I’m in that in-between generation, where I still know how to have a good conversation—with eye contact!—sharing the same airspace as another person. So, far from being freaked out at the thought of shaking new hands and making small talk, I enjoy the interactions for what they are. So I was a bit annoyed when I first realized I wouldn’t be having that experience much at all during this time around job hunting. I accept it though; an inevitable part of the world-wide communication that brings us all simultaneously closer together and pushes us further apart.

I do have a couple of tips, for you folks doing your own rounds of phone and video interviews. Read on, readers!

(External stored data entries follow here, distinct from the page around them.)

//! Ingestion pipeline for OUI assignment feeds.
//!
//! Orchestrates the parse → route → merge path: for each feed file,
//! every record the applicable parser yields is merged into the
//! partitioned store. Malformed records are logged and skipped;
//! storage failures abort the run.

mod error;
mod pipeline;

pub use error::IngestError;
pub use pipeline::{FeedFormat, IngestReport, ingest_dir, ingest_file, ingest_records};
//! Core of the Broadcom STB AVS TMON thermal sensor.
//!
//! The TMON block measures the die temperature and raises an interrupt when it
//! leaves a programmable low/high window. This crate converts between raw codes
//! and millidegree Celsius, programs the trip registers, and implements the
//! interrupt re-arm protocol. Bus enumeration, clocks and interrupt routing are
//! left to the platform, which hands over a [`TmonRegisterIo`] and calls
//! [`BrcmstbThermal::irq_thread`] from its threaded interrupt handler.

#![no_std]

extern crate alloc;

#[macro_use]
extern crate log;

mod consts;
mod conv;
mod error;
mod io;
mod regs;
mod soc;
mod tmon;
mod trip;

use axerrno::{AxError, AxResult};

pub use consts::{
    AVS_TMON_TEMP_MAX, AVS_TMON_TEMP_MIN, AVS_TMON_TEMP_OFFSET, AVS_TMON_TEMP_SLOPE,
    TMON_MMIO_SIZE, TmonRegOffset,
};
pub use conv::{code_to_temp, temp_to_code};
pub use error::{TmonError, TmonResult};
pub use io::{TmonMmio, TmonRegisterIo};
pub use soc::{BCM2711_THERMAL_DATA, BCM7445_THERMAL_DATA, TmonSocData};
pub use tmon::BrcmstbThermal;
pub use trip::{TMON_TRIPS, TripDescriptor, TripKind};

/// The thermal zone a sensor reports to.
pub trait ThermalZone {
    /// Called after every serviced interrupt with the temperature that
    /// triggered it, in millidegree Celsius.
    fn update(&self, temp: i32);
}

/// Callbacks the thermal governor uses to drive a sensor.
pub trait ThermalSensorOps {
    /// Current temperature in millidegree Celsius.
    fn get_temp(&self) -> AxResult<i32>;

    /// Move the trip window. `low <= -i32::MAX` and `high == i32::MAX` mean
    /// "no bound" on that side.
    fn set_trips(&self, low: i32, high: i32) -> AxResult;
}

impl<R: TmonRegisterIo, Z: ThermalZone> ThermalSensorOps for BrcmstbThermal<R, Z> {
    fn get_temp(&self) -> AxResult<i32> {
        BrcmstbThermal::get_temp(self).map_err(AxError::from)
    }

    fn set_trips(&self, low: i32, high: i32) -> AxResult {
        BrcmstbThermal::set_trips(self, low, high).map_err(AxError::from)
    }
}

#[cfg(test)]
mod tests {
    use core::cell::Cell;

    use super::*;

    struct Regs {
        status: u32,
    }

    impl TmonRegisterIo for Regs {
        fn read(&self, reg: TmonRegOffset) -> u32 {
            match reg {
                TmonRegOffset::Status => self.status,
                _ => 0,
            }
        }

        fn write(&mut self, _reg: TmonRegOffset, _value: u32) {}
    }

    struct Zone(Cell<usize>);

    impl ThermalZone for Zone {
        fn update(&self, _temp: i32) {
            self.0.set(self.0.get() + 1);
        }
    }

    fn sensor(status: u32, socdata: &'static TmonSocData) -> impl ThermalSensorOps {
        BrcmstbThermal::new(Regs { status }, Zone(Cell::new(0)), socdata)
    }

    #[test]
    fn test_ops_get_temp() {
        let ops = sensor((1 << 11) | (739 << 1), &BCM7445_THERMAL_DATA);
        assert_eq!(ops.get_temp(), Ok(50147));

        let ops = sensor(0, &BCM7445_THERMAL_DATA);
        assert_eq!(ops.get_temp(), Err(AxError::Io));
    }

    #[test]
    fn test_ops_set_trips() {
        let ops = sensor(0, &BCM7445_THERMAL_DATA);
        assert_eq!(ops.set_trips(-i32::MAX, i32::MAX), Ok(()));

        let ops = sensor(0, &BCM2711_THERMAL_DATA);
        assert_eq!(ops.set_trips(0, 100000), Err(AxError::Unsupported));
    }
}
//! TMON Status Register (offset 00H).
//! Holds the most recent conversion result together with a valid flag. The
//! position of both fields differs between SoC generations.

use tock_registers::LocalRegisterCopy;
use tock_registers::register_bitfields;

register_bitfields! {
    u32,
    /// Status layout of BCM7445 and the other STB chips.
    pub STATUS_BCM7445 [
        /// Set once the sensor has completed a conversion.
        Valid OFFSET(11) NUMBITS(1) [],
        /// Measured code, bits 1 through 10.
        Data OFFSET(1) NUMBITS(10) [],
    ],
    /// Status layout of BCM2711.
    pub STATUS_BCM2711 [
        /// Set once the sensor has completed a conversion.
        Valid OFFSET(10) NUMBITS(1) [],
        /// Measured code, bits 0 through 9.
        Data OFFSET(0) NUMBITS(10) [],
    ]
}

#[allow(dead_code)]
pub type StatusBcm7445RegisterLocal = LocalRegisterCopy<u32, STATUS_BCM7445::Register>;
#[allow(dead_code)]
pub type StatusBcm2711RegisterLocal = LocalRegisterCopy<u32, STATUS_BCM2711::Register>;
use core::ptr::NonNull;

use memory_addr::{AddrRange, VirtAddr};
use tock_registers::interfaces::{Readable, Writeable};

use crate::consts::{TMON_MMIO_SIZE, TmonRegOffset};
use crate::regs::TmonRegs;

/// Word access to the TMON register file.
///
/// Accesses are assumed to always succeed once the device is mapped.
pub trait TmonRegisterIo {
    fn read(&self, reg: TmonRegOffset) -> u32;
    fn write(&mut self, reg: TmonRegOffset, value: u32);
}

/// Memory-mapped TMON registers.
pub struct TmonMmio {
    base: VirtAddr,
    regs: NonNull<TmonRegs>,
}

// SAFETY: the register block is device memory owned by this driver instance,
// and every access goes through the owner's lock.
unsafe impl Send for TmonMmio {}

impl TmonMmio {
    /// Wrap the TMON register block mapped at `base`.
    ///
    /// # Safety
    ///
    /// `base` must be a non-null virtual address where at least
    /// [`TMON_MMIO_SIZE`] bytes of TMON registers are mapped, for as long as
    /// the returned value lives.
    pub unsafe fn new(base: VirtAddr) -> Self {
        Self {
            base,
            regs: unsafe { NonNull::new_unchecked(base.as_mut_ptr().cast()) },
        }
    }

    const fn regs(&self) -> &TmonRegs {
        unsafe { self.regs.as_ref() }
    }

    /// The address range decoded by the device.
    pub fn address_range(&self) -> AddrRange<VirtAddr> {
        AddrRange::new(
            self.base,
            VirtAddr::from_usize(self.base.as_usize() + TMON_MMIO_SIZE),
        )
    }
}

impl TmonRegisterIo for TmonMmio {
    fn read(&self, reg: TmonRegOffset) -> u32 {
        match reg {
            TmonRegOffset::Status => self.regs().STATUS.get(),
            TmonRegOffset::EnOvertempReset => self.regs().EN_OVERTEMP_RESET.get(),
            TmonRegOffset::ResetThresh => self.regs().RESET_THRESH.get(),
            TmonRegOffset::IntIdleTime => self.regs().INT_IDLE_TIME.get(),
            TmonRegOffset::EnTempIntSrcs => self.regs().EN_TEMP_INT_SRCS.get(),
            TmonRegOffset::IntThresh => self.regs().INT_THRESH.get(),
            TmonRegOffset::TempIntCode => self.regs().TEMP_INT_CODE.get(),
            TmonRegOffset::TpTestEnable => self.regs().TP_TEST_ENABLE.get(),
        }
    }

    fn write(&mut self, reg: TmonRegOffset, value: u32) {
        match reg {
            TmonRegOffset::EnOvertempReset => self.regs().EN_OVERTEMP_RESET.set(value),
            TmonRegOffset::ResetThresh => self.regs().RESET_THRESH.set(value),
            TmonRegOffset::IntIdleTime => self.regs().INT_IDLE_TIME.set(value),
            TmonRegOffset::EnTempIntSrcs => self.regs().EN_TEMP_INT_SRCS.set(value),
            TmonRegOffset::IntThresh => self.regs().INT_THRESH.set(value),
            TmonRegOffset::TpTestEnable => self.regs().TP_TEST_ENABLE.set(value),
            TmonRegOffset::Status | TmonRegOffset::TempIntCode => {
                warn!("[TMON] ignoring write {:#010X} to read-only {} register", value, reg);
            }
        }
    }
}

#[cfg(test)]
mod tests {
    use super::*;

    #[repr(C, align(4))]
    struct Block([u32; TMON_MMIO_SIZE / 4]);

    #[test]
    fn test_mmio_access_hits_register_offsets() {
        let mut block = Block([0; TMON_MMIO_SIZE / 4]);
        let base = VirtAddr::from_usize(block.0.as_mut_ptr() as usize);
        let mut mmio = unsafe { TmonMmio::new(base) };

        mmio.write(TmonRegOffset::IntThresh, 0x07FE_07FE);
        mmio.write(TmonRegOffset::EnTempIntSrcs, 0b11);
        mmio.write(TmonRegOffset::TempIntCode, 0x123);
        assert_eq!(mmio.read(TmonRegOffset::IntThresh), 0x07FE_07FE);
        assert_eq!(mmio.read(TmonRegOffset::EnTempIntSrcs), 0b11);
        assert_eq!(mmio.read(TmonRegOffset::TempIntCode), 0);

        assert_eq!(mmio.address_range().size(), TMON_MMIO_SIZE);
        drop(mmio);

        assert_eq!(block.0[0x18 / 4], 0x07FE_07FE);
        assert_eq!(block.0[0x14 / 4], 0b11);
        assert_eq!(block.0[0x1C / 4], 0);
    }
}
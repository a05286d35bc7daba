//! Conversion between raw TMON codes and temperatures in millidegree Celsius.
//!
//! The sensor counts down from [`AVS_TMON_TEMP_OFFSET`]: code 0 is the hottest
//! representable temperature and [`AVS_TMON_TEMP_MAX`] the coldest.

use crate::consts::{
    AVS_TMON_TEMP_MASK, AVS_TMON_TEMP_MAX, AVS_TMON_TEMP_MIN, AVS_TMON_TEMP_OFFSET,
    AVS_TMON_TEMP_SLOPE,
};

/// Convert a HW code to a temperature reading (millidegree Celsius).
///
/// Only the low 10 bits of `code` are significant. The result is negative for
/// codes colder than 0 °C.
pub const fn code_to_temp(code: u32) -> i32 {
    AVS_TMON_TEMP_OFFSET - ((code & AVS_TMON_TEMP_MASK) as i32) * AVS_TMON_TEMP_SLOPE
}

/// Convert a temperature (millidegree Celsius) to a HW code.
///
/// Temperatures outside the representable range saturate to the coldest or
/// hottest code. When `round_low` is set the code is rounded up, which moves
/// the threshold towards the low side so that a low trip includes its
/// boundary.
pub const fn temp_to_code(temp: i32, round_low: bool) -> u32 {
    if temp < AVS_TMON_TEMP_MIN {
        return AVS_TMON_TEMP_MAX;
    }

    if temp >= AVS_TMON_TEMP_OFFSET {
        return 0;
    }

    let delta = (AVS_TMON_TEMP_OFFSET - temp) as u32;
    let slope = AVS_TMON_TEMP_SLOPE as u32;
    if round_low {
        delta.div_ceil(slope)
    } else {
        delta / slope
    }
}

#[cfg(test)]
mod tests {
    use super::*;

    #[test]
    fn test_code_to_temp_endpoints() {
        assert_eq!(code_to_temp(0), 410040);
        assert_eq!(code_to_temp(1023), -88161);
        assert_eq!(code_to_temp(1023), AVS_TMON_TEMP_MIN);
    }

    #[test]
    fn test_code_to_temp_ignores_high_bits() {
        assert_eq!(code_to_temp(0x400), code_to_temp(0));
        assert_eq!(code_to_temp(0xFFFF_FC00 | 739), code_to_temp(739));
    }

    #[test]
    fn test_code_to_temp_is_monotonic() {
        for code in 1..=AVS_TMON_TEMP_MAX {
            assert!(code_to_temp(code) < code_to_temp(code - 1));
        }
    }

    #[test]
    fn test_temp_to_code_recovers_every_code() {
        for code in 0..=AVS_TMON_TEMP_MAX {
            let temp = code_to_temp(code);
            assert_eq!(temp_to_code(temp, false), code);
            // Exact multiples of the slope do not round.
            assert_eq!(temp_to_code(temp, true), code);
        }
    }

    #[test]
    fn test_temp_to_code_saturates() {
        assert_eq!(temp_to_code(-88162, false), 1023);
        assert_eq!(temp_to_code(-88162, true), 1023);
        assert_eq!(temp_to_code(i32::MIN, false), 1023);
        assert_eq!(temp_to_code(410040, false), 0);
        assert_eq!(temp_to_code(410040, true), 0);
        assert_eq!(temp_to_code(i32::MAX, true), 0);
    }

    #[test]
    fn test_temp_to_code_rounding_direction() {
        // 410040 - 50000 = 360040 = 739 * 487 + 147
        assert_eq!(temp_to_code(50000, false), 739);
        assert_eq!(temp_to_code(50000, true), 740);
        assert_eq!(code_to_temp(739), 50147);
        assert_eq!(code_to_temp(740), 49660);

        // 410040 - 30000 = 380040 = 780 * 487 + 180
        assert_eq!(temp_to_code(30000, false), 780);
        assert_eq!(temp_to_code(30000, true), 781);
    }

    #[test]
    fn test_temp_to_code_near_boundary() {
        let temp = code_to_temp(500);
        assert_eq!(temp_to_code(temp + 1, false), 499);
        assert_eq!(temp_to_code(temp + 1, true), 500);
        assert_eq!(temp_to_code(temp - 1, false), 500);
        assert_eq!(temp_to_code(temp - 1, true), 501);
    }
}
//! Over-temperature reset registers.
//! When enabled, the chip resets itself once the temperature rises to the
//! threshold in `RESET_THRESH`, without software involvement.

use tock_registers::register_bitfields;
use tock_registers::registers::ReadWrite;

register_bitfields! {
    u32,
    pub EN_OVERTEMP_RESET [
        Reserved OFFSET(1) NUMBITS(31) [],
        /// Reset the chip when the temperature reaches the reset threshold.
        Enable OFFSET(0) NUMBITS(1) [
            Disabled = 0,
            Enabled = 1
        ],
    ],
    pub RESET_THRESH [
        Reserved1 OFFSET(11) NUMBITS(21) [],
        /// Reset threshold code, bits 1 through 10.
        Thresh OFFSET(1) NUMBITS(10) [],
        Reserved0 OFFSET(0) NUMBITS(1) [],
    ]
}

/// Over-temperature Reset Enable Register (offset 04H) using MMIO.
pub type OvertempResetRegisterMmio = ReadWrite<u32, EN_OVERTEMP_RESET::Register>;

/// Over-temperature Reset Threshold Register (offset 08H) using MMIO.
pub type ResetThreshRegisterMmio = ReadWrite<u32, RESET_THRESH::Register>;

  1. Get dressed. Get your game face on. Most people recommend full professional dress, and I would, too, but if you’re a level up in this whole job hunt game, I’d say you can take the idea a step further: wear something that makes you feel confident and powerful. For me, that was a pair of shark’s tooth earrings my sister-in-law made. Fierce!

    frida-bredesen-315405
    What? I got this. Just lounging on a stump, all tiger-y. Nothing fiercer.
  2. For video interviews, find somewhere in your home (yes, your home! No noisy restaurants where you might feel self-conscious or lose your answers amid calls for double-frothed-something-lattes!) that looks good behind you. For example, we’re renovating an old farmhouse, so I discovered the stained and cracked ceiling hovering above my head at my desk made me look seedy. So I set up a whole new phone interview command center in the living room. The light was better there, anyway.
  3. Test run. Ask yourself questions and answer them. Do you get stuck? Are your answers lame? Practice!
  4. For video interviews, test run how you look. Take selfies in your chosen location. What will the interviewer see when they come online? If you can, recruit a friend to help you practice the video conversation.

 

Just like for any interview, it’s good form to send a thank-you email within 24 to 48 hours after. Even if you’re talking to a modern, fashionable company, observe the old-fashioned niceties. Nobody ever got passed over for being polite!